Activity:
Scan the records for "payload". Report each line that includes it.

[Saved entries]
==========
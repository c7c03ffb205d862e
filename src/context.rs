//! Context management utilities for manual history management
//!
//! These are opt-in helpers; the session never truncates on its own. You
//! decide when a history is too long and start a new session over the
//! truncated messages.
//!
//! # Features
//!
//! - Token estimation (character-based approximation)
//! - Truncation that never separates a tool use from its result
//!
//! # Examples
//!
//! ```rust
//! use modelwar_agent::{Message, estimate_tokens, truncate_messages};
//!
//! let messages = vec![Message::user("Write me an imp")];
//! let tokens = estimate_tokens(&messages);
//!
//! if tokens > 150_000 {
//!     let truncated = truncate_messages(&messages, 20);
//!     // Start a new session with `truncated`...
//! }
//! ```

use crate::types::{ContentBlock, Message, MessageContent, MessageRole, ServerToolContent};
use crate::value::input_to_json;

/// Estimate token count for message list
///
/// Uses character-based approximation (1 token ≈ 4 characters).
///
/// # Note
///
/// This is an APPROXIMATION; real tokenizers differ per model. Keep a 10-20%
/// safety margin when checking limits. Thinking signatures are opaque and
/// not counted.
pub fn estimate_tokens(messages: &[Message]) -> usize {
    if messages.is_empty() {
        return 0;
    }

    let mut total_chars = 0;

    for message in messages {
        // ~2 tokens for role formatting
        total_chars += 8;

        match &message.content {
            MessageContent::Text(text) => total_chars += text.len(),
            MessageContent::Blocks(blocks) => {
                for block in blocks {
                    total_chars += block_chars(block);
                }
            }
        }
    }

    // Conversation-level overhead
    total_chars += 16;

    total_chars.div_ceil(4)
}

fn block_chars(block: &ContentBlock) -> usize {
    match block {
        ContentBlock::Text(text) => text.text.len(),
        ContentBlock::Thinking(thinking) => thinking.thinking.len(),
        ContentBlock::ToolUse(tool) | ContentBlock::ServerToolUse(tool) => {
            tool.name.len() + tool.id.len() + input_to_json(&tool.input).to_string().len()
        }
        ContentBlock::ToolResult(result) => result.tool_use_id.len() + result.content.len(),
        ContentBlock::ServerToolResult(result) => {
            let payload = match &result.content {
                ServerToolContent::Entries(entries) => entries
                    .iter()
                    .map(|e| e.to_json().to_string().len())
                    .sum::<usize>(),
                ServerToolContent::Error(error) => error.to_json().to_string().len(),
            };
            result.tool_use_id.len() + payload
        }
    }
}

/// Truncate message history, keeping recent messages
///
/// Keeps at least the last `keep` messages. The cut is moved back to the
/// nearest user *text* message so the kept history never starts with a tool
/// result whose tool use was dropped. If no such message exists, nothing is
/// dropped.
///
/// Returns a new Vec; the original is unchanged.
///
/// Warning: truncating removes context the model may need. Use at natural
/// breakpoints.
pub fn truncate_messages(messages: &[Message], keep: usize) -> Vec<Message> {
    if messages.len() <= keep {
        return messages.to_vec();
    }

    let earliest = messages.len() - keep;
    let cut = (0..=earliest)
        .rev()
        .find(|&i| is_safe_cut(&messages[i]))
        .unwrap_or(0);

    messages[cut..].to_vec()
}

fn is_safe_cut(message: &Message) -> bool {
    message.role == MessageRole::User && matches!(message.content, MessageContent::Text(_))
}

/// Check if history is approaching a token limit
///
/// `margin` is a fraction of `limit` (e.g. 0.9 for 90%).
pub fn is_approaching_limit(messages: &[Message], limit: usize, margin: f32) -> bool {
    let estimated = estimate_tokens(messages);
    let threshold = (limit as f32 * margin) as usize;
    estimated > threshold
}
//! Configuration helpers: environment resolution and credential providers

use std::env;

use crate::types::DEFAULT_BASE_URL;

/// Environment variable holding the API key
pub const API_KEY_ENV: &str = "ANTHROPIC_API_KEY";

/// Environment variable overriding the model identifier
pub const MODEL_ENV: &str = "MODELWAR_AGENT_MODEL";

/// Environment variable overriding the API base URL
pub const BASE_URL_ENV: &str = "MODELWAR_AGENT_BASE_URL";

/// Source of the API key and model identifier.
///
/// The host application usually backs this with its own credential storage;
/// the engine only reads from it when options are built.
pub trait CredentialProvider: Send + Sync {
    fn api_key(&self) -> Option<String>;

    fn model(&self) -> Option<String>;
}

/// Credentials read from the process environment
#[derive(Debug, Clone, Default)]
pub struct EnvCredentials {
    fallback_model: Option<String>,
}

impl EnvCredentials {
    pub fn new() -> Self {
        Self::default()
    }

    /// Model to use when `MODELWAR_AGENT_MODEL` is unset
    pub fn with_fallback_model(mut self, model: impl Into<String>) -> Self {
        self.fallback_model = Some(model.into());
        self
    }
}

impl CredentialProvider for EnvCredentials {
    fn api_key(&self) -> Option<String> {
        get_api_key()
    }

    fn model(&self) -> Option<String> {
        get_model(self.fallback_model.as_deref(), true)
    }
}

/// Fixed credentials, e.g. loaded by the host from its keychain
#[derive(Clone)]
pub struct StaticCredentials {
    api_key: String,
    model: Option<String>,
}

impl StaticCredentials {
    pub fn new(api_key: impl Into<String>) -> Self {
        Self {
            api_key: api_key.into(),
            model: None,
        }
    }

    pub fn with_model(mut self, model: impl Into<String>) -> Self {
        self.model = Some(model.into());
        self
    }
}

impl std::fmt::Debug for StaticCredentials {
    fn fmt(&self, f: &mut std::fmt::Formatter<'_>) -> std::fmt::Result {
        f.debug_struct("StaticCredentials")
            .field("api_key", &"***")
            .field("model", &self.model)
            .finish()
    }
}

impl CredentialProvider for StaticCredentials {
    fn api_key(&self) -> Option<String> {
        Some(self.api_key.clone()).filter(|k| !k.is_empty())
    }

    fn model(&self) -> Option<String> {
        self.model.clone()
    }
}

/// Get the API key from the environment; empty values count as unset
pub fn get_api_key() -> Option<String> {
    env::var(API_KEY_ENV).ok().filter(|k| !k.trim().is_empty())
}

/// Get the base URL from environment variable or fallback
///
/// Priority:
/// 1. MODELWAR_AGENT_BASE_URL environment variable
/// 2. fallback parameter
/// 3. the public Messages API endpoint
pub fn get_base_url(fallback: Option<&str>) -> String {
    if let Ok(url) = env::var(BASE_URL_ENV) {
        return url;
    }

    fallback.unwrap_or(DEFAULT_BASE_URL).to_string()
}

/// Get the model name from environment variable or fallback
///
/// Priority:
/// 1. MODELWAR_AGENT_MODEL environment variable (if prefer_env is true)
/// 2. fallback parameter
pub fn get_model(fallback: Option<&str>, prefer_env: bool) -> Option<String> {
    if prefer_env {
        if let Ok(model) = env::var(MODEL_ENV) {
            return Some(model);
        }
    }

    fallback.map(|s| s.to_string())
}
==========
Exercise answer:
            let payload = match &result.content {
            result.tool_use_id.len() + payload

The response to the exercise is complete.